[Collected data entries]

▼

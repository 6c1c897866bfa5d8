//! Junction-tree construction.
//!
//! A junction tree connects the maximal cliques of a triangulated graph so
//! that, for every variable, the cliques containing it form a connected
//! subtree (running intersection). Message passing on such a tree is exact.
//!
//! ```text
//! moral graph → triangulate → maximal cliques → spanning tree → junction tree
//! ```
//!
//! Two construction strategies are available:
//!
//! - [`JunctionTreeStrategy::MaxSpanningTree`]: Kruskal maximum-weight
//!   spanning forest over clique pairs, weighted by separator size.
//! - [`JunctionTreeStrategy::EliminationTree`]: each clique hangs off the
//!   clique of the first node eliminated after its creator. Linear in the
//!   number of cliques.
//!
//! Cliques sharing no variable are never joined, so a model with several
//! connected components yields a forest with one tree per component.

mod binary;

pub use binary::BinaryJoinTreeConverter;

use std::collections::{BTreeMap, BTreeSet};

use serde::{Deserialize, Serialize};
use tracing::debug;

use crate::error::{PgmError, Result};
use crate::graph::{CliqueGraph, CliqueId, DomainSizes, NodeId};
use crate::triangulation::Triangulation;

/// How cliques are connected into a tree.
#[derive(Debug, Clone, Copy, PartialEq, Eq, Default, Serialize, Deserialize)]
#[serde(rename_all = "kebab-case")]
pub enum JunctionTreeStrategy {
    #[default]
    MaxSpanningTree,
    EliminationTree,
}

/// A forest of cliques with the running-intersection property.
#[derive(Debug, Clone, Default)]
pub struct JunctionTree {
    cliques: CliqueGraph,
    created: BTreeMap<NodeId, CliqueId>,
    domain_sizes: DomainSizes,
    roots: Vec<CliqueId>,
}

impl JunctionTree {
    /// Build a junction tree from the maximal cliques of `triangulation`.
    pub fn build(triangulation: &Triangulation, strategy: JunctionTreeStrategy) -> Result<Self> {
        let order = triangulation.elimination_order();
        let position: BTreeMap<NodeId, usize> =
            order.iter().enumerate().map(|(i, &n)| (n, i)).collect();

        let mut elim_cliques = BTreeMap::new();
        for &node in order {
            let clique = triangulation
                .elimination_clique(node)
                .ok_or(PgmError::NodeNotFound(node))?;
            elim_cliques.insert(node, clique);
        }

        // parent(v): first node eliminated after v among its clique
        let parent: BTreeMap<NodeId, Option<NodeId>> = order
            .iter()
            .map(|&v| {
                let p = elim_cliques[&v]
                    .iter()
                    .filter(|&&u| u != v)
                    .min_by_key(|&&u| position[&u])
                    .copied();
                (v, p)
            })
            .collect();

        // A clique is non-maximal iff some child extends it by its own node;
        // such a clique is represented by that child's clique.
        let mut children: BTreeMap<NodeId, Vec<NodeId>> = BTreeMap::new();
        for (&v, p) in &parent {
            if let Some(p) = p {
                children.entry(*p).or_default().push(v);
            }
        }
        let mut rep: BTreeMap<NodeId, NodeId> = BTreeMap::new();
        for &v in order {
            let own = elim_cliques[&v];
            let absorbing = children
                .get(&v)
                .into_iter()
                .flatten()
                .filter(|w| elim_cliques[*w].len() == own.len() + 1 && own.is_subset(elim_cliques[*w]))
                .min_by_key(|w| position[*w]);
            let r = match absorbing {
                Some(w) => rep[w],
                None => v,
            };
            rep.insert(v, r);
        }

        let mut tree = JunctionTree::default();
        let mut clique_of: BTreeMap<NodeId, CliqueId> = BTreeMap::new();
        for &v in order {
            if rep[&v] == v {
                let id = tree.cliques.add_clique(elim_cliques[&v].clone());
                clique_of.insert(v, id);
            }
        }
        for &v in order {
            tree.created.insert(v, clique_of[&rep[&v]]);
        }
        tree.domain_sizes = triangulation.domain_sizes().clone();

        match strategy {
            JunctionTreeStrategy::EliminationTree => {
                for (&v, &id) in &clique_of {
                    let mut p = parent[&v];
                    while let Some(pp) = p {
                        if rep[&pp] != v {
                            break;
                        }
                        p = parent[&pp];
                    }
                    if let Some(pp) = p {
                        tree.cliques.add_edge(id, clique_of[&rep[&pp]])?;
                    }
                }
            }
            JunctionTreeStrategy::MaxSpanningTree => tree.connect_max_spanning_tree()?,
        }

        tree.roots = tree.default_roots();
        debug!(
            ?strategy,
            cliques = tree.size(),
            edges = tree.cliques.size_edges(),
            treewidth = tree.treewidth(),
            "junction tree built"
        );
        Ok(tree)
    }

    /// Kruskal on all clique pairs with a non-empty separator. Heavier
    /// separators first, ties by clique ids.
    fn connect_max_spanning_tree(&mut self) -> Result<()> {
        let ids: Vec<CliqueId> = self.cliques.clique_ids().collect();
        let mut candidates = Vec::new();
        for (i, &a) in ids.iter().enumerate() {
            for &b in &ids[i + 1..] {
                let weight = self.cliques.separator(a, b)?.len();
                if weight > 0 {
                    candidates.push((weight, a, b));
                }
            }
        }
        candidates.sort_by(|x, y| y.0.cmp(&x.0).then((x.1, x.2).cmp(&(y.1, y.2))));

        let mut sets = UnionFind::new(&ids);
        for (_, a, b) in candidates {
            if sets.union(a, b) {
                self.cliques.add_edge(a, b)?;
            }
        }
        Ok(())
    }

    fn default_roots(&self) -> Vec<CliqueId> {
        self.cliques
            .connected_components()
            .into_iter()
            .filter_map(|component| component.into_iter().min())
            .collect()
    }

    pub(crate) fn from_parts(
        cliques: CliqueGraph,
        created: BTreeMap<NodeId, CliqueId>,
        domain_sizes: DomainSizes,
        roots: Vec<CliqueId>,
    ) -> Self {
        Self {
            cliques,
            created,
            domain_sizes,
            roots,
        }
    }

    /// Underlying clique graph.
    pub fn clique_graph(&self) -> &CliqueGraph {
        &self.cliques
    }

    /// Variables of clique `id`.
    pub fn clique(&self, id: CliqueId) -> Option<&BTreeSet<NodeId>> {
        self.cliques.clique(id)
    }

    /// Clique ids in increasing order.
    pub fn clique_ids(&self) -> impl Iterator<Item = CliqueId> + '_ {
        self.cliques.clique_ids()
    }

    /// Cliques adjacent to `id` in the tree.
    pub fn neighbours(&self, id: CliqueId) -> impl Iterator<Item = CliqueId> + '_ {
        self.cliques.neighbours(id)
    }

    /// Separator of the tree edge between `a` and `b`.
    pub fn separator(&self, a: CliqueId, b: CliqueId) -> Result<BTreeSet<NodeId>> {
        self.cliques.separator(a, b)
    }

    /// Number of cliques.
    pub fn size(&self) -> usize {
        self.cliques.size()
    }

    pub fn is_empty(&self) -> bool {
        self.cliques.is_empty()
    }

    /// Domain size of every variable covered by the tree.
    pub fn domain_sizes(&self) -> &DomainSizes {
        &self.domain_sizes
    }

    /// Clique holding the elimination clique of `node`.
    pub fn created_clique(&self, node: NodeId) -> Option<CliqueId> {
        self.created.get(&node).copied()
    }

    /// Product of the domain sizes of a clique's variables.
    pub fn clique_weight(&self, id: CliqueId) -> f64 {
        self.cliques.clique(id).map_or(0.0, |c| {
            c.iter()
                .map(|v| self.domain_sizes.get(v).copied().unwrap_or(1) as f64)
                .product()
        })
    }

    /// Lightest clique containing every variable in `vars`; ties go to the
    /// smallest id.
    pub fn clique_containing(&self, vars: &[NodeId]) -> Option<CliqueId> {
        let mut best: Option<(CliqueId, f64)> = None;
        for (id, clique) in self.cliques.cliques() {
            if !vars.iter().all(|v| clique.contains(v)) {
                continue;
            }
            let weight = self.clique_weight(id);
            if best.map_or(true, |(_, w)| weight < w) {
                best = Some((id, weight));
            }
        }
        best.map(|(id, _)| id)
    }

    /// One root per connected component.
    pub fn roots(&self) -> &[CliqueId] {
        &self.roots
    }

    /// Size of the largest clique minus one.
    pub fn treewidth(&self) -> usize {
        self.cliques
            .cliques()
            .map(|(_, c)| c.len().saturating_sub(1))
            .max()
            .unwrap_or(0)
    }

    /// Whether every variable induces a connected subtree.
    pub fn has_running_intersection(&self) -> bool {
        self.cliques.has_running_intersection()
    }

    /// Whether the clique graph has no cycles.
    pub fn is_forest(&self) -> bool {
        self.cliques.is_forest()
    }
}

/// Disjoint sets over clique ids.
struct UnionFind {
    parent: BTreeMap<CliqueId, CliqueId>,
}

impl UnionFind {
    fn new(ids: &[CliqueId]) -> Self {
        Self {
            parent: ids.iter().map(|&i| (i, i)).collect(),
        }
    }

    fn find(&mut self, mut x: CliqueId) -> CliqueId {
        while let Some(&p) = self.parent.get(&x) {
            if p == x {
                break;
            }
            let grandparent = self.parent.get(&p).copied().unwrap_or(p);
            self.parent.insert(x, grandparent);
            x = p;
        }
        x
    }

    /// Merge the sets of `a` and `b`; false if already joined.
    fn union(&mut self, a: CliqueId, b: CliqueId) -> bool {
        let (ra, rb) = (self.find(a), self.find(b));
        if ra == rb {
            return false;
        }
        self.parent.insert(ra.max(rb), ra.min(rb));
        true
    }
}
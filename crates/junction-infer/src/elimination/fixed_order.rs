//! Caller-supplied elimination order.

use std::collections::BTreeSet;

use super::{not_ready, EliminationGraph, EliminationSequenceStrategy, EliminationStep};
use crate::error::{PgmError, Result};
use crate::graph::{DomainSizes, NodeId, UndiGraph};

/// Eliminates the listed nodes first, in order. Nodes missing from the list
/// are unconstrained and follow by min-fill.
#[derive(Debug, Clone, Default)]
pub struct FixedOrder {
    order: Vec<NodeId>,
    graph: Option<EliminationGraph>,
}

impl FixedOrder {
    pub fn new(order: Vec<NodeId>) -> Self {
        Self { order, graph: None }
    }

    pub fn order(&self) -> &[NodeId] {
        &self.order
    }
}

impl EliminationSequenceStrategy for FixedOrder {
    fn set_graph(&mut self, graph: &UndiGraph, domain_sizes: &DomainSizes) -> Result<()> {
        let mut seen = BTreeSet::new();
        for &node in &self.order {
            if !graph.exists_node(node) {
                return Err(PgmError::NodeNotFound(node));
            }
            if !seen.insert(node) {
                return Err(PgmError::DuplicateNode(node));
            }
        }
        self.graph = Some(EliminationGraph::new(graph, domain_sizes)?);
        Ok(())
    }

    fn next_node_to_eliminate(&self) -> Result<NodeId> {
        let graph = self.graph.as_ref().ok_or_else(|| not_ready(self.name()))?;
        if let Some(&node) = self.order.iter().find(|&&n| graph.contains(n)) {
            return Ok(node);
        }
        graph
            .argmin(|node| graph.fill_count(node))
            .ok_or_else(|| not_ready(self.name()))
    }

    fn eliminate(&mut self, node: NodeId) -> Result<EliminationStep> {
        self.graph
            .as_mut()
            .ok_or_else(|| not_ready("fixed-order"))?
            .eliminate(node)
    }

    fn is_exhausted(&self) -> bool {
        self.graph.as_ref().map_or(true, |g| g.is_empty())
    }

    fn clear(&mut self) {
        self.graph = None;
    }

    fn name(&self) -> &'static str {
        "fixed-order"
    }
}
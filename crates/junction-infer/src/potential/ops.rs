//! Binary combination and reduction operators over potentials.

use ndarray::ArrayView1;
use serde::{Deserialize, Serialize};

/// Pointwise binary operator used by [`Potential::combine`](super::Potential::combine).
#[derive(Debug, Clone, Copy, PartialEq, Eq, Hash, PartialOrd, Ord, Serialize, Deserialize)]
#[serde(rename_all = "kebab-case")]
pub enum CombineOp {
    /// Pointwise product (linear-domain combination).
    Product,
    /// Pointwise sum (log-domain combination).
    Sum,
    Max,
    Min,
}

impl CombineOp {
    #[inline]
    pub fn apply(self, a: f64, b: f64) -> f64 {
        match self {
            CombineOp::Product => a * b,
            CombineOp::Sum => a + b,
            CombineOp::Max => a.max(b),
            CombineOp::Min => a.min(b),
        }
    }

    /// Neutral element: `apply(neutral, x) == x`.
    pub fn neutral(self) -> f64 {
        match self {
            CombineOp::Product => 1.0,
            CombineOp::Sum => 0.0,
            CombineOp::Max => f64::NEG_INFINITY,
            CombineOp::Min => f64::INFINITY,
        }
    }
}

/// Reduction used by [`Potential::project`](super::Potential::project).
#[derive(Debug, Clone, Copy, PartialEq, Eq, Hash, PartialOrd, Ord, Serialize, Deserialize)]
#[serde(rename_all = "kebab-case")]
pub enum ProjectOp {
    /// Sum-marginalisation.
    Sum,
    /// Max-marginalisation (MAP / max-product).
    Max,
    Min,
    /// `ln Σ exp(x)`, the log-domain counterpart of `Sum`.
    LogSumExp,
}

impl ProjectOp {
    /// Reduce one lane of values.
    pub fn reduce(self, lane: ArrayView1<'_, f64>) -> f64 {
        match self {
            ProjectOp::Sum => lane.sum(),
            ProjectOp::Max => lane.iter().fold(f64::NEG_INFINITY, |acc, &x| acc.max(x)),
            ProjectOp::Min => lane.iter().fold(f64::INFINITY, |acc, &x| acc.min(x)),
            ProjectOp::LogSumExp => log_sum_exp(lane.iter().copied()),
        }
    }
}

/// Numerically stable `ln Σ exp(x)`; `-inf` for empty or all `-inf` input.
pub fn log_sum_exp<I>(values: I) -> f64
where
    I: Iterator<Item = f64> + Clone,
{
    let max = values.clone().fold(f64::NEG_INFINITY, f64::max);
    if max == f64::NEG_INFINITY {
        return f64::NEG_INFINITY;
    }
    if max == f64::INFINITY {
        return f64::INFINITY;
    }
    max + values.map(|x| (x - max).exp()).sum::<f64>().ln()
}
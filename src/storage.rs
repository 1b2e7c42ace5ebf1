//! Run report persistence and result-table exports.

use crate::model::ResultRow;
use crate::orchestrator::RunReport;
use anyhow::{Context, Result};
use std::fs;
use std::path::{Path, PathBuf};

/// Directory holding auto-saved run reports.
pub fn runs_dir() -> Result<PathBuf> {
    let base = dirs::data_local_dir().context("no local data directory for this platform")?;
    Ok(base.join("mov2wav").join("runs"))
}

/// File name for a report, derived from its RFC 3339 timestamp.
pub fn report_file_name(report: &RunReport) -> String {
    let stamp = report.timestamp_utc.replace(':', "-").replace('T', "_");
    format!("mov2wav-{stamp}.json")
}

/// Save a report to the default runs directory.
pub fn save_run(report: &RunReport) -> Result<PathBuf> {
    save_run_in(&runs_dir()?, report)
}

pub fn save_run_in(dir: &Path, report: &RunReport) -> Result<PathBuf> {
    fs::create_dir_all(dir).with_context(|| format!("create {}", dir.display()))?;
    let path = dir.join(report_file_name(report));
    let data = serde_json::to_vec_pretty(report).context("serialize run report")?;
    fs::write(&path, data).with_context(|| format!("write {}", path.display()))?;
    Ok(path)
}

pub fn export_json(path: &Path, rows: &[ResultRow]) -> Result<()> {
    let data = serde_json::to_vec_pretty(rows).context("serialize results")?;
    write_creating_parent(path, &data)
}

pub fn export_csv(path: &Path, rows: &[ResultRow]) -> Result<()> {
    write_creating_parent(path, results_csv(rows).as_bytes())
}

/// Results as CSV with a header row.
pub fn results_csv(rows: &[ResultRow]) -> String {
    let mut out = String::from("source,output,timecode,reel,status\n");
    for row in rows {
        let fields = [
            row.source.as_str(),
            row.output.as_str(),
            row.timecode.as_deref().unwrap_or(""),
            row.reel.as_deref().unwrap_or(""),
            row.status.label(),
        ];
        let line: Vec<String> = fields.iter().map(|f| csv_field(f)).collect();
        out.push_str(&line.join(","));
        out.push('\n');
    }
    out
}

fn csv_field(value: &str) -> String {
    if value.contains([',', '"', '\n', '\r']) {
        format!("\"{}\"", value.replace('"', "\"\""))
    } else {
        value.to_string()
    }
}

fn write_creating_parent(path: &Path, data: &[u8]) -> Result<()> {
    if let Some(parent) = path.parent().filter(|p| !p.as_os_str().is_empty()) {
        fs::create_dir_all(parent).with_context(|| format!("create {}", parent.display()))?;
    }
    fs::write(path, data).with_context(|| format!("write {}", path.display()))
}
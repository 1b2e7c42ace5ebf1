//! Persistent application settings: the last-used form values and how to reach the tool.

use crate::model::JobSettings;
use crate::pipeline::ToolConfig;
use anyhow::{Context, Result};
use serde::{Deserialize, Serialize};
use std::fs;
use std::path::{Path, PathBuf};

#[derive(Debug, Clone, PartialEq, Eq, Serialize, Deserialize)]
#[serde(default)]
pub struct AppSettings {
    pub tool: ToolConfig,
    pub job: JobSettings,
    /// Save a report of every finished run.
    pub auto_save: bool,
}

impl Default for AppSettings {
    fn default() -> Self {
        Self {
            tool: ToolConfig::default(),
            job: JobSettings::default(),
            auto_save: true,
        }
    }
}

pub fn default_path() -> Result<PathBuf> {
    let base = dirs::config_dir().context("no config directory for this platform")?;
    Ok(base.join("mov2wav").join("settings.json"))
}

impl AppSettings {
    /// Load from `path`, or defaults if the file does not exist yet.
    pub fn load_or_default(path: &Path) -> Result<Self> {
        match fs::read(path) {
            Ok(data) => serde_json::from_slice(&data)
                .with_context(|| format!("parse settings {}", path.display())),
            Err(e) if e.kind() == std::io::ErrorKind::NotFound => {
                tracing::debug!(path = %path.display(), "no settings file; using defaults");
                Ok(Self::default())
            }
            Err(e) => Err(e).with_context(|| format!("read settings {}", path.display())),
        }
    }

    pub fn save(&self, path: &Path) -> Result<()> {
        if let Some(parent) = path.parent() {
            fs::create_dir_all(parent).with_context(|| format!("create {}", parent.display()))?;
        }
        let data = serde_json::to_vec_pretty(self).context("serialize settings")?;
        // Replace atomically: sibling temp file, then rename.
        let tmp = path.with_extension("json.tmp");
        fs::write(&tmp, data).with_context(|| format!("write {}", tmp.display()))?;
        fs::rename(&tmp, path).with_context(|| format!("replace {}", path.display()))
    }
}
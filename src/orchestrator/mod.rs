//! Run lifecycle: the state machine that owns one conversion run at a time.
//!
//! A run is started from form settings, drives the pipeline's event stream to completion (or
//! until the user stops it), and folds every event into the result table. All mutations go
//! through one short-lived lock; the pipeline is awaited with the lock released.

mod controller;
mod log;
mod post_process;
mod reduce;

pub use controller::{run_controller, ControllerEvent, UiCommand};
pub use log::{LogLine, LogLines};
pub use post_process::{process_run_completion, PostProcessOptions, ProcessedRun, RunReport};
pub use reduce::ResultTable;

use crate::model::{
    ConversionEvent, JobConfig, JobSettings, Outcome, ResultRow, RunOutcome, RunState,
};
use crate::pipeline::ConversionPipeline;
use futures::StreamExt;
use parking_lot::Mutex;
use serde::Serialize;
use std::sync::Arc;
use tokio::sync::watch;
use tokio_util::sync::CancellationToken;
use tracing::{debug, info, warn};

pub const ADVISORY_MISSING_FOLDERS: &str = "Select input and output folders before running.";
pub const ADVISORY_NOTHING_TO_STOP: &str = "No active run to stop.";
pub const STOPPED_BY_USER: &str = "Run stopped by user.";
pub const RUN_COMPLETE: &str = "Run complete.";

/// Consistent copy of everything a UI renders.
#[derive(Debug, Clone, Serialize)]
pub struct RunSnapshot {
    pub state: RunState,
    /// Config of the most recently accepted run.
    pub config: Option<JobConfig>,
    pub log: Vec<LogLine>,
    /// Sorted by source.
    pub results: Vec<ResultRow>,
}

struct ActiveRun {
    id: u64,
    dry_run: bool,
    cancel: CancellationToken,
}

#[derive(Default)]
struct Inner {
    state: RunState,
    next_run_id: u64,
    active: Option<ActiveRun>,
    last_config: Option<JobConfig>,
    log: LogLines,
    results: ResultTable,
}

impl Inner {
    fn is_current(&self, run_id: u64) -> bool {
        self.state == RunState::Running && self.active.as_ref().is_some_and(|a| a.id == run_id)
    }
}

pub struct Orchestrator {
    pipeline: Arc<dyn ConversionPipeline>,
    inner: Mutex<Inner>,
    revision: watch::Sender<u64>,
}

▲

== Goal of the exercise ==
Apply a filter for "such" to the entries and show each line that passes.

== Your response ==
//! subtree (running intersection). Message passing on such a tree is exact.
        // such a clique is represented by that child's clique.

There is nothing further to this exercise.